Gun victims' silver bullet?

Gun victims' silver bullet?

Gun victims' silver bullet?

The law, lawyers, and the court.
Dec. 18 2002 6:51 PM

Gun Victims' Silver Bullet?

The new secret weapon in gun litigation.

Illustration by Mark Alan Stamaty

Two years ago, a 13-year-old Florida boy shot his sixth-grade teacher Barry Grunow to death on the last day of school. The story had all the makings of a great lawsuit: violence, tragedy, and social ills ranging from cheap guns to bad parenting. But the way this case and dozens of other like it is actually playing out in the courts involves something much more mundane: product liability insurance.

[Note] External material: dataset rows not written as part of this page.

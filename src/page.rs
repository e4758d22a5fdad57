//! The surface the renderer writes into.

use crate::node::Node;

/// Element lookup plus the two writes the renderer needs.
///
/// Both methods are no-ops returning `false` when no element carries `id`;
/// that return value is the whole existence guard.
pub trait Page {
    /// Replace the element's content with a single text run (`textContent`).
    fn set_text(&mut self, id: &str, text: &str) -> bool;

    /// Drop every existing child of the element, then append `children` in order.
    fn replace_children(&mut self, id: &str, children: &[Node]) -> bool;
}

impl<P: Page + ?Sized> Page for &mut P {
    fn set_text(&mut self, id: &str, text: &str) -> bool {
        (**self).set_text(id, text)
    }

    fn replace_children(&mut self, id: &str, children: &[Node]) -> bool {
        (**self).replace_children(id, children)
    }
}
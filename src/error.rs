//! The single failure type of a load.

use thiserror::Error;

/// Why the project document could not be loaded.
///
/// Every variant ends the render pass; none of them is retried.
#[derive(Debug, Error)]
pub enum LoadFailure {
    #[error("invalid renderer config: {0}")]
    Config(&'static str),

    #[error("network error: {0}")]
    Network(String),

    #[error("unexpected HTTP status {status}")]
    Status { status: u16 },

    #[error("malformed project document: {0}")]
    Parse(#[from] serde_json::Error),
}
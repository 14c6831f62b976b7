#![doc = include_str!("../README.md")]
#![warn(missing_docs)]
#![cfg_attr(docsrs, feature(doc_cfg))]

mod backend;
mod builder;
pub mod metrics;

pub use backend::MokaBackend;
pub use builder::{Bytes, Capacity, Entries, MokaBackendBuilder, Unbounded};
pub use moka::policy::EvictionPolicy;
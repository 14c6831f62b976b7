#![warn(missing_docs)]
//! # stockroom-core
//!
//! Core types for the stockroom sub-request cache.
//!
//! A storefront renders each page from many small requests to a commerce
//! API. This crate defines the vocabulary shared by the cache orchestrator
//! (`stockroom`) and the cache stores (`stockroom-backend`, `stockroom-moka`):
//!
//! - **Keys** - [`CacheKey`] built from [`KeyPart`]s or from a query name and
//!   its variables
//! - **Values** - [`CacheValue`] carrying stale and expire timestamps
//! - **Strategies** - [`CacheStrategy`] presets (`NONE`, `SHORT`, `LONG`, and
//!   [`CacheStrategy::custom`]) and [`generate_cache_control_header`]
//! - **Status** - [`CacheStatus`] (`HIT`, `STALE`, `MISS`) and [`CacheState`]

pub mod key;
pub mod label;
pub mod status;
pub mod strategy;
pub mod value;

pub use key::{CacheKey, KeyPart};
pub use label::BackendLabel;
pub use status::{CacheState, CacheStatus};
pub use strategy::{
    CacheMode, CacheOptions, CacheStrategy, IntoStrategy, StrategyError,
    generate_cache_control_header,
};
pub use value::CacheValue;

#[doc(hidden)]
pub use smol_str::SmolStr;

/// Serialized form of a value as held by a store.
pub type Raw = bytes::Bytes;
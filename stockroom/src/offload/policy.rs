//! Limits applied to background refreshes.

use std::time::Duration;

/// Time limit for one background refresh.
#[derive(Debug, Clone, Copy, Default, PartialEq, Eq)]
pub enum TimeoutPolicy {
    /// Refreshes may run for as long as the producer takes.
    #[default]
    None,
    /// Refreshes are dropped once the duration passes. The stale entry is
    /// kept until it expires.
    Cancel(Duration),
    /// Refreshes run to completion; exceeding the duration is logged.
    Warn(Duration),
}

impl TimeoutPolicy {
    /// The configured limit, if any.
    pub fn duration(&self) -> Option<Duration> {
        match self {
            TimeoutPolicy::None => None,
            TimeoutPolicy::Cancel(d) | TimeoutPolicy::Warn(d) => Some(*d),
        }
    }
}

/// Settings for an [`OffloadManager`](super::OffloadManager).
///
/// ```
/// use std::time::Duration;
/// use stockroom::offload::{OffloadConfig, TimeoutPolicy};
///
/// let config = OffloadConfig::builder()
///     .timeout(Duration::from_secs(2))
///     .build();
/// assert_eq!(config.timeout_policy, TimeoutPolicy::Cancel(Duration::from_secs(2)));
/// assert!(config.deduplicate);
/// ```
#[derive(Debug, Clone, PartialEq, Eq)]
pub struct OffloadConfig {
    /// Time limit per task.
    pub timeout_policy: TimeoutPolicy,
    /// When set, a task keyed by a cache key is skipped while another task
    /// for that key is running.
    pub deduplicate: bool,
}

impl Default for OffloadConfig {
    fn default() -> Self {
        OffloadConfigBuilder::new().build()
    }
}

impl OffloadConfig {
    /// Starts from the defaults: no time limit, deduplication on.
    pub fn builder() -> OffloadConfigBuilder {
        OffloadConfigBuilder::new()
    }
}

/// Builder returned by [`OffloadConfig::builder`].
#[derive(Debug, Clone)]
pub struct OffloadConfigBuilder {
    config: OffloadConfig,
}

impl Default for OffloadConfigBuilder {
    fn default() -> Self {
        Self::new()
    }
}

impl OffloadConfigBuilder {
    /// No time limit, deduplication on.
    pub fn new() -> Self {
        Self {
            config: OffloadConfig {
                timeout_policy: TimeoutPolicy::None,
                deduplicate: true,
            },
        }
    }

    /// Sets the time limit policy.
    pub fn timeout_policy(mut self, policy: TimeoutPolicy) -> Self {
        self.config.timeout_policy = policy;
        self
    }

    /// Cancels tasks that run longer than `duration`.
    pub fn timeout(self, duration: Duration) -> Self {
        self.timeout_policy(TimeoutPolicy::Cancel(duration))
    }

    /// Turns per-key deduplication on or off.
    pub fn deduplicate(mut self, enabled: bool) -> Self {
        self.config.deduplicate = enabled;
        self
    }

    /// Finishes the configuration.
    pub fn build(self) -> OffloadConfig {
        self.config
    }
}
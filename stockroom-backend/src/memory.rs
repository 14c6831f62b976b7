//! Unbounded in-process cache store.

use std::sync::Arc;

use async_trait::async_trait;
use chrono::{DateTime, Utc};
use dashmap::DashMap;
use stockroom_core::{BackendLabel, CacheKey, CacheState, CacheStatus, CacheValue, Raw};
use tracing::trace;

use crate::{Backend, BackendResult, DeleteStatus};

/// In-memory cache store for a single process.
///
/// Entries live until their expire time (`max-age + stale-while-revalidate`)
/// passes, at which point the next lookup drops them. There is no capacity
/// bound; use `stockroom-moka` when one is needed.
///
/// Cloning is cheap and clones share the same entries.
///
/// ```
/// use stockroom_backend::InMemoryCache;
///
/// let cache = InMemoryCache::new();
/// assert!(cache.is_empty());
/// ```
#[derive(Clone, Debug, Default)]
pub struct InMemoryCache {
    store: Arc<DashMap<CacheKey, CacheValue<Raw>>>,
}

impl InMemoryCache {
    /// Creates an empty store.
    pub fn new() -> Self {
        Self::default()
    }

    /// Looks up `key` and reports whether the entry is fresh or stale.
    ///
    /// Returns `None` for missing entries; expired entries are deleted and
    /// also reported as `None`.
    pub fn match_entry(&self, key: &CacheKey) -> Option<(CacheValue<Raw>, CacheStatus)> {
        self.match_entry_at(key, Utc::now())
    }

    /// [`match_entry`](Self::match_entry) evaluated as of `now`.
    pub fn match_entry_at(
        &self,
        key: &CacheKey,
        now: DateTime<Utc>,
    ) -> Option<(CacheValue<Raw>, CacheStatus)> {
        // Clone out so the shard guard is released before any removal.
        let value = self.store.get(key).map(|entry| entry.value().clone())?;
        match value.cache_state_at(now) {
            CacheState::Actual(value) => Some((value, CacheStatus::Hit)),
            CacheState::Stale(value) => Some((value, CacheStatus::Stale)),
            CacheState::Expired(expired) => {
                trace!(%key, "dropping expired entry");
                // Only remove the entry we inspected, not a fresh replacement.
                self.store.remove_if(key, |_, current| current == &expired);
                None
            }
        }
    }

    /// Returns all keys currently held, expired or not.
    pub fn keys(&self) -> Vec<CacheKey> {
        self.store.iter().map(|entry| entry.key().clone()).collect()
    }

    /// Number of entries currently held.
    pub fn len(&self) -> usize {
        self.store.len()
    }

    /// Whether the store holds no entries.
    pub fn is_empty(&self) -> bool {
        self.store.is_empty()
    }

    /// Drops every entry.
    pub fn clear(&self) {
        self.store.clear();
    }
}

#[async_trait]
impl Backend for InMemoryCache {
    async fn read(&self, key: &CacheKey) -> BackendResult<Option<CacheValue<Raw>>> {
        Ok(self.match_entry(key).map(|(value, _)| value))
    }

    async fn write(&self, key: &CacheKey, value: CacheValue<Raw>) -> BackendResult<()> {
        self.store.insert(key.clone(), value);
        Ok(())
    }

    async fn remove(&self, key: &CacheKey) -> BackendResult<DeleteStatus> {
        Ok(match self.store.remove(key) {
            Some(_) => DeleteStatus::Deleted(1),
            None => DeleteStatus::Missing,
        })
    }

    fn label(&self) -> BackendLabel {
        BackendLabel::new_static("memory")
    }
}
//! Cache status and freshness state.

/// Whether a lookup was served fresh from cache, stale from cache, or not at all.
#[derive(Debug, Clone, Copy, PartialEq, Eq, Default)]
pub enum CacheStatus {
    /// Fresh cached data was returned.
    Hit,
    /// No usable cached data; the producer supplied the value.
    #[default]
    Miss,
    /// Cached data past its max-age but inside the revalidate window.
    Stale,
}

impl CacheStatus {
    /// Returns the status as a lowercase string slice, used for metric labels.
    #[inline]
    pub const fn as_str(&self) -> &'static str {
        match self {
            CacheStatus::Hit => "hit",
            CacheStatus::Miss => "miss",
            CacheStatus::Stale => "stale",
        }
    }

    /// Returns the status as sent in the `cache` response header.
    #[inline]
    pub const fn as_header_value(&self) -> &'static str {
        match self {
            CacheStatus::Hit => "HIT",
            CacheStatus::Miss => "MISS",
            CacheStatus::Stale => "STALE",
        }
    }
}

/// Freshness of a cached entry at the moment it was inspected.
#[derive(Debug, Clone, PartialEq, Eq)]
pub enum CacheState<Cached> {
    /// Data is stale but not expired (usable, should refresh in background).
    Stale(Cached),
    /// Data is fresh and valid.
    Actual(Cached),
    /// Data has expired (must refresh before use).
    Expired(Cached),
}

impl<Cached> CacheState<Cached> {
    /// Returns the status a caller would report for this state, or `None` when
    /// the entry is expired and must not be served.
    pub fn status(&self) -> Option<CacheStatus> {
        match self {
            CacheState::Actual(_) => Some(CacheStatus::Hit),
            CacheState::Stale(_) => Some(CacheStatus::Stale),
            CacheState::Expired(_) => None,
        }
    }

    /// Consumes the state and returns the wrapped entry.
    pub fn into_inner(self) -> Cached {
        match self {
            CacheState::Actual(c) | CacheState::Stale(c) | CacheState::Expired(c) => c,
        }
    }
}
//! File-based configuration for [`RequestCache`](crate::RequestCache).
//!
//! ```yaml
//! default_strategy:
//!   mode: public
//!   maxAge: 60
//!   staleWhileRevalidate: 600
//! revalidation:
//!   timeout: 5s
//!   on_timeout: cancel
//!   deduplicate: true
//! ```

use std::time::Duration;

use serde::{Deserialize, Serialize};
use stockroom_core::{CacheOptions, CacheStrategy, StrategyError};
use thiserror::Error;

use crate::offload::{OffloadConfig, TimeoutPolicy};

/// Error loading a configuration.
#[derive(Debug, Error)]
pub enum ConfigError {
    /// The document could not be parsed.
    #[error("invalid configuration: {0}")]
    Parse(Box<dyn std::error::Error + Send + Sync>),
    /// The default strategy is invalid.
    #[error("invalid default strategy: {0}")]
    Strategy(#[from] StrategyError),
}

/// What to do with a background refresh that outlives its timeout.
#[derive(Debug, Clone, Copy, Serialize, Deserialize, Eq, PartialEq, Default)]
#[serde(rename_all = "lowercase")]
pub enum OnTimeout {
    /// Cancel the refresh. The stale entry stays until it expires.
    #[default]
    Cancel,
    /// Let the refresh finish and log a warning.
    Warn,
}

/// Background refresh settings.
#[derive(Debug, Clone, Serialize, Deserialize, Eq, PartialEq)]
pub struct RevalidationConfig {
    /// Time limit for one refresh (e.g., "5s", "500ms").
    #[serde(default, with = "humantime_serde")]
    pub timeout: Option<Duration>,
    /// Applied when `timeout` is exceeded.
    #[serde(default)]
    pub on_timeout: OnTimeout,
    /// Run at most one refresh per key at a time.
    #[serde(default = "enabled")]
    pub deduplicate: bool,
}

fn enabled() -> bool {
    true
}

impl Default for RevalidationConfig {
    fn default() -> Self {
        Self {
            timeout: None,
            on_timeout: OnTimeout::default(),
            deduplicate: true,
        }
    }
}

impl From<&RevalidationConfig> for OffloadConfig {
    fn from(config: &RevalidationConfig) -> Self {
        let timeout_policy = match (config.timeout, config.on_timeout) {
            (None, _) => TimeoutPolicy::None,
            (Some(duration), OnTimeout::Cancel) => TimeoutPolicy::Cancel(duration),
            (Some(duration), OnTimeout::Warn) => TimeoutPolicy::Warn(duration),
        };
        OffloadConfig::builder()
            .timeout_policy(timeout_policy)
            .deduplicate(config.deduplicate)
            .build()
    }
}

/// Top-level configuration.
#[derive(Debug, Clone, Serialize, Deserialize, Eq, PartialEq)]
pub struct RequestCacheConfig {
    /// Strategy used by calls that do not pass one explicitly.
    #[serde(default = "short_options")]
    pub default_strategy: CacheOptions,
    /// Background refresh settings.
    #[serde(default)]
    pub revalidation: RevalidationConfig,
}

fn short_options() -> CacheOptions {
    CacheStrategy::SHORT.to_options()
}

impl Default for RequestCacheConfig {
    fn default() -> Self {
        Self {
            default_strategy: short_options(),
            revalidation: RevalidationConfig::default(),
        }
    }
}

impl RequestCacheConfig {
    /// Parses a YAML document.
    pub fn from_yaml(yaml: &str) -> Result<Self, ConfigError> {
        let config: Self =
            serde_saphyr::from_str(yaml).map_err(|e| ConfigError::Parse(Box::new(e)))?;
        // Reject a bad default strategy at load time.
        config.strategy()?;
        Ok(config)
    }

    /// Validates the default strategy.
    pub fn strategy(&self) -> Result<CacheStrategy, StrategyError> {
        CacheStrategy::custom(self.default_strategy.clone())
    }

    /// Offload settings derived from [`revalidation`](Self::revalidation).
    pub fn offload(&self) -> OffloadConfig {
        OffloadConfig::from(&self.revalidation)
    }
}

The Grunow case represents a new tactic for gun opponents, a strategy that involves scaring insurance companies away from cheap, dangerous guns. The Grunow case did not end up costing the gun businesses much; it was the insurance companies who got hit. And the insurance industry is too smart to pick up the tab for everyone else's mistakes. They are instead raising rates or refusing to take on or insure some gun businesses. Disreputable gun businesses pay dearly—by paying premiums four or even eight times as high as they paid a few years ago, if they can get insurance at all. Where they can't, they will likely be forced out of business, which is OK, too.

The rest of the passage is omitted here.